Aim of the task:
Write out the entries again. Match each one exactly.

Exercise material:

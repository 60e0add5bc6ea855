//! Rules written before a restart are served right after the warm-up scan.

use std::sync::Arc;

use swimlane::MessageSender;
use swimlane::NamespaceTagService;
use swimlane::NodeBuilder;
use swimlane::NotificationConfig;
use swimlane::Result;
use swimlane::SledStore;
use swimlane::StorageEngine;
use tokio::sync::watch;

use crate::common::enable_logger;
use crate::common::node_config;
use crate::common::publish_release;
use crate::common::seed_root_namespace;
use crate::common::start_node;
use crate::common::stop_node;
use crate::common::APP;
use crate::common::CLUSTER;
use crate::common::NAMESPACE;
use crate::common::OPERATOR;

struct DiscardSender;

impl MessageSender for DiscardSender {
    fn send_message(
        &self,
        _message: &str,
        _channel: &str,
    ) -> Result<()> {
        Ok(())
    }
}

#[tokio::test(flavor = "multi_thread", worker_threads = 2)]
async fn test_sled_node_serves_rules_after_restart() {
    enable_logger();
    let dir = tempfile::tempdir().unwrap();

    let release_id = {
        let store = Arc::new(SledStore::open_at(dir.path()).unwrap());
        seed_root_namespace(store.as_ref()).unwrap();

        let service = NamespaceTagService::new(store.clone(), Arc::new(DiscardSender), &NotificationConfig::default());
        let branch = service
            .create_tag_branch(APP, CLUSTER, NAMESPACE, "canary", OPERATOR)
            .unwrap();
        let release_id = publish_release(store.as_ref(), &branch.cluster_name).unwrap();
        service
            .update_branch_rule_on_new_release(APP, CLUSTER, NAMESPACE, &branch.cluster_name, release_id, OPERATOR)
            .unwrap();

        store.engine().flush().unwrap();
        release_id
    };

    let mut config = node_config();
    config.storage.db_root_dir = dir.path().to_path_buf();
    config.cache.scan_enabled = false;

    let (shutdown_tx, shutdown_rx) = watch::channel(());
    let builder = NodeBuilder::<SledStore>::init(config, shutdown_rx)
        .with_sled_store()
        .unwrap();
    let (node, handle) = start_node(builder).await;

    assert_eq!(
        node.rules()
            .resolve(APP, "swimlane-canary", APP, CLUSTER, NAMESPACE),
        Some(release_id)
    );

    stop_node(shutdown_tx, handle).await;
}
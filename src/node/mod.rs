mod builder;
mod node;

pub use builder::*;
pub use node::*;
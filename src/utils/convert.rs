use std::collections::hash_map::DefaultHasher;
use std::hash::Hash;
use std::hash::Hasher;

/// Hash of an argument list, folded to 32 bits
pub fn hash_args(args: &[&str]) -> u32 {
    let mut hasher = DefaultHasher::new();
    args.hash(&mut hasher);
    let h = hasher.finish();
    (h ^ (h >> 32)) as u32
}
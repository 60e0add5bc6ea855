use std::sync::Arc;
use std::time::Duration;

use tokio::sync::watch;
use tokio::task::JoinHandle;
use tracing::debug;
use tracing::error;
use tracing::info;

use super::TagReleaseRulesHolder;
use crate::Result;
use crate::RuleStore;

/// Runs one scan pass on the blocking pool and waits for it.
pub async fn run_scan_pass<S>(
    holder: Arc<TagReleaseRulesHolder<S>>,
    shutdown: watch::Receiver<()>,
) -> Result<()>
where
    S: RuleStore,
{
    tokio::task::spawn_blocking(move || holder.periodic_scan(&shutdown)).await?;
    Ok(())
}

/// Spawns the fixed-delay scanner: each pass starts `interval` after the
/// previous one finished.
pub fn spawn_rule_scanner<S>(
    holder: Arc<TagReleaseRulesHolder<S>>,
    interval: Duration,
    mut shutdown_signal: watch::Receiver<()>,
) -> JoinHandle<()>
where
    S: RuleStore,
{
    tokio::spawn(async move {
        info!("Tag release rule scanner started, interval {:?}", interval);

        loop {
            tokio::select! {
                _ = tokio::time::sleep(interval) => {
                    if let Err(e) = run_scan_pass(holder.clone(), shutdown_signal.clone()).await {
                        error!("Tag release rule scan task failed: {:?}", e);
                    }
                }
                _ = shutdown_signal.changed() => {
                    info!("Tag release rule scanner received shutdown signal");
                    break;
                }
            }
        }

        debug!("Tag release rule scanner stopped");
    })
}
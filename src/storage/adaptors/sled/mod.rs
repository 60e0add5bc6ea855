mod sled_storage_engine;

pub use sled_storage_engine::*;


use crate::Result;

/// Opens (or creates) the config database under `sled_db_root_path`.
#[doc(hidden)]
pub fn init_sled_config_db(
    sled_db_root_path: impl AsRef<std::path::Path> + std::fmt::Debug
) -> Result<::sled::Db> {
    tracing::debug!("init_sled_config_db from path: {:?}", &sled_db_root_path);

    let path = sled_db_root_path.as_ref();
    let config_db_path = path.join("config_db");

    ::sled::Config::default()
        .path(&config_db_path)
        .cache_capacity(64 * 1024 * 1024) //64MB
        .flush_every_ms(Some(10))
        .use_compression(true)
        .compression_factor(1)
        .open()
        .map_err(|e| {
            tracing::warn!(
                "Try to open DB at this location: {:?} and failed: {:?}",
                config_db_path,
                e
            );
            e.into()
        })
}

The completed task:
repository 60e0add5bc6ea855
//! Rules written before a restart are served right after the warm-up scan.

use std::sync::Arc;

use swimlane::MessageSender;
use swimlane::NamespaceTagService;
use swimlane::NodeBuilder;
use swimlane::NotificationConfig;
use swimlane::Result;
use swimlane::SledStore;
use swimlane::StorageEngine;
use tokio::sync::watch;

use crate::common::enable_logger;
use crate::common::node_config;
use crate::common::publish_release;
use crate::common::seed_root_namespace;
use crate::common::start_node;
use crate::common::stop_node;
use crate::common::APP;
use crate::common::CLUSTER;
use crate::common::NAMESPACE;
use crate::common::OPERATOR;

struct DiscardSender;

impl MessageSender for DiscardSender {
    fn send_message(
        &self,
        _message: &str,
        _channel: &str,
    ) -> Result<()> {
        Ok(())
    }
}

#[tokio::test(flavor = "multi_thread", worker_threads = 2)]
async fn test_sled_node_serves_rules_after_restart() {
    enable_logger();
    let dir = tempfile::tempdir().unwrap();

    let release_id = {
        let store = Arc::new(SledStore::open_at(dir.path()).unwrap());
        seed_root_namespace(store.as_ref()).unwrap();

        let service = NamespaceTagService::new(store.clone(), Arc::new(DiscardSender), &NotificationConfig::default());
        let branch = service
            .create_tag_branch(APP, CLUSTER, NAMESPACE, "canary", OPERATOR)
            .unwrap();
        let release_id = publish_release(store.as_ref(), &branch.cluster_name).unwrap();
        service
            .update_branch_rule_on_new_release(APP, CLUSTER, NAMESPACE, &branch.cluster_name, release_id, OPERATOR)
            .unwrap();

        store.engine().flush().unwrap();
        release_id
    };

    let mut config = node_config();
    config.storage.db_root_dir = dir.path().to_path_buf();
    config.cache.scan_enabled = false;

    let (shutdown_tx, shutdown_rx) = watch::channel(());
    let builder = NodeBuilder::<SledStore>::init(config, shutdown_rx)
        .with_sled_store()
        .unwrap();
    let (node, handle) = start_node(builder).await;

    assert_eq!(
        node.rules()
            .resolve(APP, "swimlane-canary", APP, CLUSTER, NAMESPACE),
        Some(release_id)
    );

    stop_node(shutdown_tx, handle).await;
}
filename src/node/mod.rs
mod builder;
mod node;

pub use builder::*;
pub use node::*;
filename src/utils/convert.rs
use std::collections::hash_map::DefaultHasher;
use std::hash::Hash;
use std::hash::Hasher;

/// Hash of an argument list, folded to 32 bits
pub fn hash_args(args: &[&str]) -> u32 {
    let mut hasher = DefaultHasher::new();
    args.hash(&mut hasher);
    let h = hasher.finish();
    (h ^ (h >> 32)) as u32
}
repository 60e0add5bc6ea855
use std::sync::Arc;
use std::time::Duration;

use tokio::sync::watch;
use tokio::task::JoinHandle;
use tracing::debug;
use tracing::error;
use tracing::info;

use super::TagReleaseRulesHolder;
use crate::Result;
use crate::RuleStore;

/// Runs one scan pass on the blocking pool and waits for it.
pub async fn run_scan_pass<S>(
    holder: Arc<TagReleaseRulesHolder<S>>,
    shutdown: watch::Receiver<()>,
) -> Result<()>
where
    S: RuleStore,
{
    tokio::task::spawn_blocking(move || holder.periodic_scan(&shutdown)).await?;
    Ok(())
}

/// Spawns the fixed-delay scanner: each pass starts `interval` after the
/// previous one finished.
pub fn spawn_rule_scanner<S>(
    holder: Arc<TagReleaseRulesHolder<S>>,
    interval: Duration,
    mut shutdown_signal: watch::Receiver<()>,
) -> JoinHandle<()>
where
    S: RuleStore,
{
    tokio::spawn(async move {
        info!("Tag release rule scanner started, interval {:?}", interval);

        loop {
            tokio::select! {
                _ = tokio::time::sleep(interval) => {
                    if let Err(e) = run_scan_pass(holder.clone(), shutdown_signal.clone()).await {
                        error!("Tag release rule scan task failed: {:?}", e);
                    }
                }
                _ = shutdown_signal.changed() => {
                    info!("Tag release rule scanner received shutdown signal");
                    break;
                }
            }
        }

        debug!("Tag release rule scanner stopped");
    })
}
filename src/storage/adaptors/sled/mod.rs
repository 60e0add5bc6ea855
mod sled_storage_engine;

pub use sled_storage_engine::*;


use crate::Result;

/// Opens (or creates) the config database under `sled_db_root_path`.
#[doc(hidden)]
pub fn init_sled_config_db(
    sled_db_root_path: impl AsRef<std::path::Path> + std::fmt::Debug
) -> Result<::sled::Db> {
    tracing::debug!("init_sled_config_db from path: {:?}", &sled_db_root_path);

    let path = sled_db_root_path.as_ref();
    let config_db_path = path.join("config_db");

    ::sled::Config::default()
        .path(&config_db_path)
        .cache_capacity(64 * 1024 * 1024) //64MB
        .flush_every_ms(Some(10))
        .use_compression(true)
        .compression_factor(1)
        .open()
        .map_err(|e| {
            tracing::warn!(
                "Try to open DB at this location: {:?} and failed: {:?}",
                config_db_path,
                e
            );
            e.into()
        })
}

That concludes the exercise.